Le chanteur canadien Justin Bieber vient de montrer ses fesses une deuxième fois en l'espace d'un an sur le réseau social Instagram, soulevant un émoi certain.

La première fois, c'était l'été dernier. On le voyait, de dos, devant la mer, à Bora Bora. Des millions de personnes ont « aimé » cette photo, que le jeune homme a ensuite retirée, présentant ses excuses, car la fille d'un de ses proches avait été « embarrassée ».

Pourquoi Justin Bieber récidive-t-il ? Poser la question, c'est y répondre. Un réseau social comme Instagram se nourrit de ce genre de photos. Facebook et Twitter ne sont pas différents à ce chapitre.

Ces réseaux nous aident à satisfaire nos pulsions narcissiques comme jamais auparavant. Et ils favorisent la publication de textes et de photos sensationnalistes ou controversées (mais pas trop, bien sûr, afin d'éviter la censure).

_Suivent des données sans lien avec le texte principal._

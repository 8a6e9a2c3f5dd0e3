//! HTTP API module.
//!
//! This module provides the HTTP server, its JSON bodies and the broadcast
//! logger shared with the ETL pipeline.

pub mod logs;
pub mod server;
pub mod types;

pub use logs::*;
pub use server::{router, start_server, AppState};
pub use types::*;
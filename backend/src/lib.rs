//! # Ordermart - Retail order ETL and KPI query engine
//!
//! Ordermart turns a raw retail order export into curated, analysis-ready
//! tables and answers ad-hoc KPI queries over them.
//!
//! ## Architecture
//!
//! ```text
//! ┌─────────────┐     ┌─────────────┐     ┌─────────────┐     ┌─────────────┐
//! │   Raw CSV   │────▶│   Cleaner   │────▶│  Enricher   │────▶│    Marts    │
//! │  (any enc)  │     │ (dedup, Δ%) │     │ (dates, Δm) │     │ fact/dim/mo │
//! └─────────────┘     └─────────────┘     └─────────────┘     └──────┬──────┘
//!                                                                    │
//!                            ┌─────────────┐     ┌─────────────┐     │
//!                            │ Query Engine│◀────│Curated Store│◀────┘
//!                            │ (fast/slow) │     │   (CSVs)    │
//!                            └─────────────┘     └─────────────┘
//! ```
//!
//! ## Quick Start
//!
//! ```rust,ignore
//! use ordermart::{run_etl, Config, QueryEngine, QueryRequest};
//!
//! let config = Config::from_env();
//! run_etl(&config)?;
//!
//! let engine = QueryEngine::load(&config.store)?;
//! let outcome = engine.query(&QueryRequest::new("2017-01-01", "2017-03-31"));
//! ```
//!
//! ## Modules
//!
//! - [`error`] - Hierarchical error types
//! - [`config`] - Explicit configuration values
//! - [`models`] - Column names and table rows
//! - [`parser`] - CSV parsing with auto-detection
//! - [`transform`] - Cleaning, enrichment, outliers and the ETL pipeline
//! - [`marts`] - Fact, product dimension and monthly KPI tables
//! - [`store`] - Curated CSV persistence
//! - [`query`] - Window/filter queries with period-over-period deltas
//! - [`api`] - HTTP API server and broadcast logging

// Core modules
pub mod config;
pub mod error;
pub mod models;

// Parsing
pub mod parser;

// Transformation
pub mod marts;
pub mod transform;

// Persistence
pub mod store;

// Querying
pub mod query;

// HTTP API
pub mod api;

// =============================================================================
// Re-exports - Errors and configuration
// =============================================================================

pub use config::{Config, OutlierConfig, StoreConfig};
pub use error::{
    CsvError, PipelineError, QueryError, SchemaError, ServerError, StoreError,
};

// =============================================================================
// Re-exports - Models
// =============================================================================

pub use models::{
    CleanedRecord,
    EnrichedRecord,
    FactOrderRow,
    MonthlyKpiRow,
    ProductDimRow,
};

// =============================================================================
// Re-exports - CSV Parsing
// =============================================================================

pub use parser::{
    parse_csv_file_auto,
    parse_bytes_auto,
    parse_csv_str,
    detect_encoding,
    detect_delimiter,
    decode_content,
    ParseResult,
    RawTable,
};

// =============================================================================
// Re-exports - Pipeline stages
// =============================================================================

pub use transform::{
    add_enriched_fields,
    basic_clean,
    iqr_flags,
    run_etl,
    run_pipeline,
    CleanedTable,
    EnrichedTable,
    EtlSummary,
    OutlierFlag,
    PipelineOutput,
};
pub use marts::{build_marts, Marts};
pub use store::CuratedStore;

// =============================================================================
// Re-exports - Query engine
// =============================================================================

pub use query::{
    compute_delta,
    AggregationPath,
    DateWindow,
    QueryEngine,
    QueryOutcome,
    QueryRequest,
    QueryResponse,
    QuickRange,
};

// Server
pub mod server {
    pub use crate::api::server::{start_server, AppState};
}
//! Application configuration.
//!
//! Configuration is an explicit value handed to each component at
//! construction. Defaults can be overridden from the environment (a `.env`
//! file is loaded by the CLI) and then from command-line flags.

use std::path::{Path, PathBuf};

/// Default raw input CSV.
pub const DEFAULT_RAW_CSV: &str = "data/raw/superstore.csv";

/// Default directory for curated outputs.
pub const DEFAULT_CURATED_DIR: &str = "data/curated";

/// Default HTTP port.
pub const DEFAULT_PORT: u16 = 3000;

/// Default length of the top products ranking.
pub const DEFAULT_TOP_N: usize = 10;

/// Environment variable overriding the raw CSV path.
pub const ENV_RAW_CSV: &str = "ORDERMART_RAW_CSV";

/// Environment variable overriding the curated directory.
pub const ENV_CURATED_DIR: &str = "ORDERMART_CURATED_DIR";

/// Environment variable overriding the HTTP port.
pub const ENV_PORT: &str = "ORDERMART_PORT";

pub const CLEAN_FILE: &str = "superstore_clean.csv";
pub const ENRICHED_FILE: &str = "superstore_enriched.csv";
pub const FACT_ORDERS_FILE: &str = "fact_orders.csv";
pub const DIM_PRODUCTS_FILE: &str = "dim_products.csv";
pub const MONTHLY_MART_FILE: &str = "mart_orders_monthly.csv";

/// Location of curated tables.
#[derive(Debug, Clone, PartialEq)]
pub struct StoreConfig {
    pub curated_dir: PathBuf,
}

impl StoreConfig {
    pub fn new(curated_dir: impl Into<PathBuf>) -> Self {
        Self {
            curated_dir: curated_dir.into(),
        }
    }

    pub fn clean_path(&self) -> PathBuf {
        self.curated_dir.join(CLEAN_FILE)
    }

    pub fn enriched_path(&self) -> PathBuf {
        self.curated_dir.join(ENRICHED_FILE)
    }

    pub fn fact_orders_path(&self) -> PathBuf {
        self.curated_dir.join(FACT_ORDERS_FILE)
    }

    pub fn dim_products_path(&self) -> PathBuf {
        self.curated_dir.join(DIM_PRODUCTS_FILE)
    }

    pub fn monthly_mart_path(&self) -> PathBuf {
        self.curated_dir.join(MONTHLY_MART_FILE)
    }

    /// `outliers_<value>_by_<group>.csv`, with column names slugged.
    pub fn outliers_path(&self, outliers: &OutlierConfig) -> PathBuf {
        self.curated_dir.join(format!(
            "outliers_{}_by_{}.csv",
            slug(&outliers.value_col),
            slug(&outliers.group_col)
        ))
    }
}

impl Default for StoreConfig {
    fn default() -> Self {
        Self::new(DEFAULT_CURATED_DIR)
    }
}

/// Which column is fenced, grouped by which other column.
#[derive(Debug, Clone, PartialEq)]
pub struct OutlierConfig {
    pub group_col: String,
    pub value_col: String,
}

impl Default for OutlierConfig {
    fn default() -> Self {
        Self {
            group_col: "Sub-Category".to_string(),
            value_col: "Profit".to_string(),
        }
    }
}

/// Full application configuration.
#[derive(Debug, Clone, PartialEq)]
pub struct Config {
    pub raw_csv: PathBuf,
    pub store: StoreConfig,
    pub outliers: OutlierConfig,
    pub top_n: usize,
    pub port: u16,
}

impl Default for Config {
    fn default() -> Self {
        Self {
            raw_csv: PathBuf::from(DEFAULT_RAW_CSV),
            store: StoreConfig::default(),
            outliers: OutlierConfig::default(),
            top_n: DEFAULT_TOP_N,
            port: DEFAULT_PORT,
        }
    }
}

impl Config {
    /// Defaults overridden by `ORDERMART_*` environment variables.
    pub fn from_env() -> Self {
        Self::from_lookup(|key| std::env::var(key).ok())
    }

    /// Defaults overridden by whatever `lookup` returns for each variable.
    pub fn from_lookup(lookup: impl Fn(&str) -> Option<String>) -> Self {
        let mut config = Self::default();
        if let Some(raw) = lookup(ENV_RAW_CSV).filter(|v| !v.trim().is_empty()) {
            config.raw_csv = PathBuf::from(raw.trim());
        }
        if let Some(dir) = lookup(ENV_CURATED_DIR).filter(|v| !v.trim().is_empty()) {
            config.store = StoreConfig::new(dir.trim());
        }
        if let Some(port) = lookup(ENV_PORT).and_then(|v| v.trim().parse().ok()) {
            config.port = port;
        }
        config
    }

    pub fn with_raw_csv(mut self, path: impl AsRef<Path>) -> Self {
        self.raw_csv = path.as_ref().to_path_buf();
        self
    }

    pub fn with_curated_dir(mut self, dir: impl AsRef<Path>) -> Self {
        self.store = StoreConfig::new(dir.as_ref());
        self
    }
}

fn slug(name: &str) -> String {
    name.to_lowercase()
        .chars()
        .map(|c| if c.is_alphanumeric() { c } else { '-' })
        .collect::<String>()
        .split('-')
        .filter(|s| !s.is_empty())
        .collect::<Vec<_>>()
        .join("_")
}
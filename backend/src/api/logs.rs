//! Broadcast logging for the pipeline and the server.
//!
//! Entries are printed to stdout and fanned out on a broadcast channel so
//! `/api/logs` can stream them to dashboards as they happen.

use chrono::{DateTime, Utc};
use once_cell::sync::Lazy;
use serde::{Deserialize, Serialize};
use tokio::sync::broadcast;

/// Entries buffered per slow subscriber before it starts lagging.
pub const LOG_CHANNEL_CAPACITY: usize = 256;

#[derive(Debug, Clone, Copy, PartialEq, Eq, Serialize, Deserialize)]
#[serde(rename_all = "lowercase")]
pub enum LogLevel {
    Info,
    Success,
    Warning,
    Error,
}

impl LogLevel {
    fn marker(self) -> &'static str {
        match self {
            LogLevel::Info => "   ",
            LogLevel::Success => "   ✓",
            LogLevel::Warning => "   ⚠️",
            LogLevel::Error => "   ❌",
        }
    }
}

/// A single log line.
#[derive(Debug, Clone, PartialEq, Serialize, Deserialize)]
#[serde(rename_all = "camelCase")]
pub struct LogEntry {
    pub level: LogLevel,
    pub message: String,
    /// Nesting depth, for detail lines under a stage line.
    #[serde(default)]
    pub indent: u8,
    pub timestamp: DateTime<Utc>,
}

impl LogEntry {
    pub fn new(level: LogLevel, message: impl Into<String>) -> Self {
        Self {
            level,
            message: message.into(),
            indent: 0,
            timestamp: Utc::now(),
        }
    }

    pub fn info(message: impl Into<String>) -> Self {
        Self::new(LogLevel::Info, message)
    }

    pub fn success(message: impl Into<String>) -> Self {
        Self::new(LogLevel::Success, message)
    }

    pub fn warning(message: impl Into<String>) -> Self {
        Self::new(LogLevel::Warning, message)
    }

    pub fn error(message: impl Into<String>) -> Self {
        Self::new(LogLevel::Error, message)
    }

    pub fn with_indent(mut self, indent: u8) -> Self {
        self.indent = indent;
        self
    }

    /// The stdout rendering of this entry.
    pub fn render(&self) -> String {
        format!(
            "{}{} {}",
            "   ".repeat(self.indent as usize),
            self.level.marker(),
            self.message
        )
    }
}

/// Process-wide broadcaster used by the `log_*` helpers.
pub static LOG_BROADCASTER: Lazy<LogBroadcaster> = Lazy::new(LogBroadcaster::new);

/// Prints entries and forwards them to every live subscriber.
pub struct LogBroadcaster {
    sender: broadcast::Sender<LogEntry>,
}

impl LogBroadcaster {
    pub fn new() -> Self {
        Self::with_capacity(LOG_CHANNEL_CAPACITY)
    }

    pub fn with_capacity(capacity: usize) -> Self {
        let (sender, _) = broadcast::channel(capacity.max(1));
        Self { sender }
    }

    pub fn log(&self, entry: LogEntry) {
        println!("{}", entry.render());
        // No subscribers is not an error.
        let _ = self.sender.send(entry);
    }

    pub fn subscribe(&self) -> broadcast::Receiver<LogEntry> {
        self.sender.subscribe()
    }

    pub fn subscriber_count(&self) -> usize {
        self.sender.receiver_count()
    }
}

impl Default for LogBroadcaster {
    fn default() -> Self {
        Self::new()
    }
}

pub fn log_info(msg: impl Into<String>) {
    LOG_BROADCASTER.log(LogEntry::info(msg));
}

pub fn log_success(msg: impl Into<String>) {
    LOG_BROADCASTER.log(LogEntry::success(msg));
}

pub fn log_warning(msg: impl Into<String>) {
    LOG_BROADCASTER.log(LogEntry::warning(msg));
}

pub fn log_error(msg: impl Into<String>) {
    LOG_BROADCASTER.log(LogEntry::error(msg));
}

pub fn log_info_indent(msg: impl Into<String>, indent: u8) {
    LOG_BROADCASTER.log(LogEntry::info(msg).with_indent(indent));
}
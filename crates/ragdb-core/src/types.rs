//! Domain types shared by the store, index and retrieval engine.

use serde::{Deserialize, Serialize};
use std::fmt;
use std::str::FromStr;

use crate::error::Error;

pub type ChunkId = u64;

/// A passage of a source document, as persisted by ingestion.
///
/// - `id`: stable chunk identifier, assigned once and never reused
/// - `text`: the passage itself (never empty)
/// - `source_title`/`source_url`: provenance of the parent document
/// - `page_number`: 1-based page the passage was taken from
#[derive(Debug, Clone, PartialEq, Eq, Serialize, Deserialize)]
pub struct ChunkRecord {
    pub id: ChunkId,
    pub text: String,
    pub source_title: String,
    pub source_url: String,
    pub page_number: u32,
}

/// One `(distance, position)` pair returned by a vector index.
#[derive(Debug, Clone, Copy, PartialEq)]
pub struct Neighbor {
    pub distance: f32,
    pub position: usize,
}

/// How a query is ranked.
#[derive(Debug, Clone, Copy, PartialEq, Eq, Hash, Serialize, Deserialize)]
#[serde(rename_all = "lowercase")]
pub enum RetrievalMode {
    /// Dense nearest-neighbour order only.
    Baseline,
    /// Dense + lexical scores normalized and fused.
    #[serde(alias = "reranker")]
    Fused,
}

impl RetrievalMode {
    /// Number of neighbours requested from the index for a final size of `k`.
    pub fn search_k(self, k: usize) -> usize {
        match self {
            Self::Baseline => k,
            Self::Fused => k.saturating_mul(2),
        }
    }

    pub fn as_str(self) -> &'static str {
        match self {
            Self::Baseline => "baseline",
            Self::Fused => "fused",
        }
    }
}

impl fmt::Display for RetrievalMode {
    fn fmt(&self, f: &mut fmt::Formatter<'_>) -> fmt::Result { f.write_str(self.as_str()) }
}

impl FromStr for RetrievalMode {
    type Err = Error;

    fn from_str(s: &str) -> Result<Self, Self::Err> {
        match s.trim() {
            "baseline" => Ok(Self::Baseline),
            "fused" | "reranker" => Ok(Self::Fused),
            other => Err(Error::UnknownMode(other.to_string())),
        }
    }
}

/// A chunk under consideration for a single query.
///
/// `lexical_score` and `combined_score` are only populated when fusion ran.
#[derive(Debug, Clone, PartialEq, Serialize, Deserialize)]
pub struct Candidate {
    #[serde(flatten)]
    pub record: ChunkRecord,
    pub dense_distance: f32,
    #[serde(default, skip_serializing_if = "Option::is_none")]
    pub lexical_score: Option<f32>,
    #[serde(default, skip_serializing_if = "Option::is_none")]
    pub combined_score: Option<f32>,
}

impl Candidate {
    pub fn new(record: ChunkRecord, dense_distance: f32) -> Self {
        Self { record, dense_distance, lexical_score: None, combined_score: None }
    }

    /// `1 - dense_distance`. Not bounded: squared L2 distances above 1 go negative.
    pub fn dense_similarity(&self) -> f32 { 1.0 - self.dense_distance }
}

/// Ranked output of one `retrieve` call.
#[derive(Debug, Clone, PartialEq, Serialize, Deserialize)]
pub struct RetrievalResult {
    pub candidates: Vec<Candidate>,
    pub fusion_applied: bool,
}

impl RetrievalResult {
    pub fn empty() -> Self { Self { candidates: Vec::new(), fusion_applied: false } }

    pub fn top(&self) -> Option<&Candidate> { self.candidates.first() }

    pub fn len(&self) -> usize { self.candidates.len() }

    pub fn is_empty(&self) -> bool { self.candidates.is_empty() }
}
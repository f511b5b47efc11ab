//! In-memory implementations of the collaborators the retrieval engine consumes.
//!
//! - `flat`: exact squared-L2 nearest-neighbour index
//! - `id_map`: index position → chunk id, paired with an index
//! - `store`: chunk records keyed by id, loadable from JSON Lines
//!
//! None of these persist anything; they are filled once at startup and read
//! concurrently afterwards.

pub mod flat;
pub mod id_map;
pub mod store;

pub use flat::FlatL2Index;
pub use id_map::IdMap;
pub use store::MemoryChunkStore;
use anyhow::Context;
use std::collections::BTreeMap;
use std::fs::File;
use std::io::{BufRead, BufReader};
use std::path::Path;
use tracing::info;

use ragdb_core::error::{Error, Result};
use ragdb_core::traits::ChunkStore;
use ragdb_core::types::{ChunkId, ChunkRecord};

/// Chunk records keyed by id, iterated in ascending id order.
#[derive(Debug, Clone, Default)]
pub struct MemoryChunkStore {
    records: BTreeMap<ChunkId, ChunkRecord>,
}

impl MemoryChunkStore {
    pub fn new() -> Self { Self::default() }

    pub fn from_records<I>(records: I) -> Result<Self>
    where
        I: IntoIterator<Item = ChunkRecord>,
    {
        let mut store = Self::new();
        for r in records { store.insert(r)?; }
        Ok(store)
    }

    /// Load one JSON-encoded `ChunkRecord` per line. Blank lines are skipped.
    pub fn from_jsonl(path: &Path) -> anyhow::Result<Self> {
        let file = File::open(path).with_context(|| format!("Failed to open chunk file {}", path.display()))?;
        let store = Self::from_reader(BufReader::new(file)).with_context(|| format!("Invalid chunk file {}", path.display()))?;
        info!(records = store.len(), path = %path.display(), "loaded chunk store");
        Ok(store)
    }

    pub fn from_reader<R: BufRead>(reader: R) -> anyhow::Result<Self> {
        let mut store = Self::new();
        for (i, line) in reader.lines().enumerate() {
            let line_no = i + 1;
            let line = line.with_context(|| format!("line {line_no}: read failed"))?;
            if line.trim().is_empty() { continue; }
            let record: ChunkRecord = serde_json::from_str(&line).with_context(|| format!("line {line_no}: not a chunk record"))?;
            store.insert(record).with_context(|| format!("line {line_no}"))?;
        }
        Ok(store)
    }

    /// Records are immutable once stored: a second record with the same id is rejected.
    pub fn insert(&mut self, record: ChunkRecord) -> Result<()> {
        if record.text.trim().is_empty() {
            return Err(Error::InvalidConfig(format!("chunk {} has empty text", record.id)));
        }
        if record.page_number == 0 {
            return Err(Error::InvalidConfig(format!("chunk {} has page number 0 (pages are 1-based)", record.id)));
        }
        if self.records.contains_key(&record.id) {
            return Err(Error::InvalidConfig(format!("duplicate chunk id {}", record.id)));
        }
        self.records.insert(record.id, record);
        Ok(())
    }

    pub fn len(&self) -> usize { self.records.len() }

    pub fn is_empty(&self) -> bool { self.records.is_empty() }

    pub fn iter(&self) -> impl Iterator<Item = &ChunkRecord> { self.records.values() }
}

impl ChunkStore for MemoryChunkStore {
    fn get(&self, id: ChunkId) -> anyhow::Result<Option<ChunkRecord>> { Ok(self.records.get(&id).cloned()) }
}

L'ADN de ces réseaux, c'est d'abord ça, même si on nous avait jadis promis mer et monde quant à leur impact bénéfique sur nos vies. Ils ont révolutionné notre façon de communiquer, c'est indéniable. Mais il ne faudrait surtout pas oublier qu'ils ont aussi bien des défauts. Qu'ils demeurent, souvent, des lieux d'échanges superficiels.

« Loin des idéaux révolutionnaires de leurs débuts, Twitter et Facebook sont surtout utilisés pour renforcer la popularité d'une élite obsédée par son image et sa réussite », a déjà écrit, avec justesse, Alice Marwick, spécialiste des réseaux sociaux qui enseigne dans l'État de New York.

Rappelez-vous qu'il y a cinq ans, certains utilisaient l'expression « révolutions Facebook » pour parler des soulèvements contre les régimes autoritaires du monde arabe. Pas plus tard que l'an dernier, le grand patron de l'entreprise, Mark Zuckerberg, répétait qu'il ne laisserait « jamais un État ou un groupe de personnes imposer ce que les internautes peuvent partager ».

On sait maintenant que c'est archifaux. Que Facebook n'hésite plus à retirer, de nos jours, des contenus qui dérangent les autorités de certains pays. En Turquie, en Inde et au Pakistan, notamment, le réseau censure fréquemment ses usagers à la demande de l'État.

Les réseaux sociaux continuent néanmoins de donner une voix à certains acteurs qui avaient autrefois du mal à se faire entendre.

Mais on constate aussi aujourd'hui que les réseaux sociaux nous enferment trop souvent dans une « bulle idéologique » qui nous empêche d'avoir accès aux idées de gens qui ne pensent pas comme nous.

Les Américains qui estiment que Donald Trump est fantastique, par exemple, ont de bonnes chances de retrouver sur leurs fils Facebook presque exclusivement des propos élogieux à son sujet, en raison de l'algorithme mis au point par l'entreprise. Celle-ci accentue donc la polarisation dans nos sociétés.

À bien y penser, il y a du bon dans le fait que Justin Bieber nous remontre ses fesses sur Instagram dans le but d'être aimé encore un peu plus. Ça nous permet de ne pas perdre de vue les limites des réseaux sociaux quant à leur impact sur nos débats publics et sur les progrès de la liberté et de la démocratie aux quatre coins du monde. Et ça nous invite à éviter, à leur sujet, de faire preuve de trop d'idéalisme.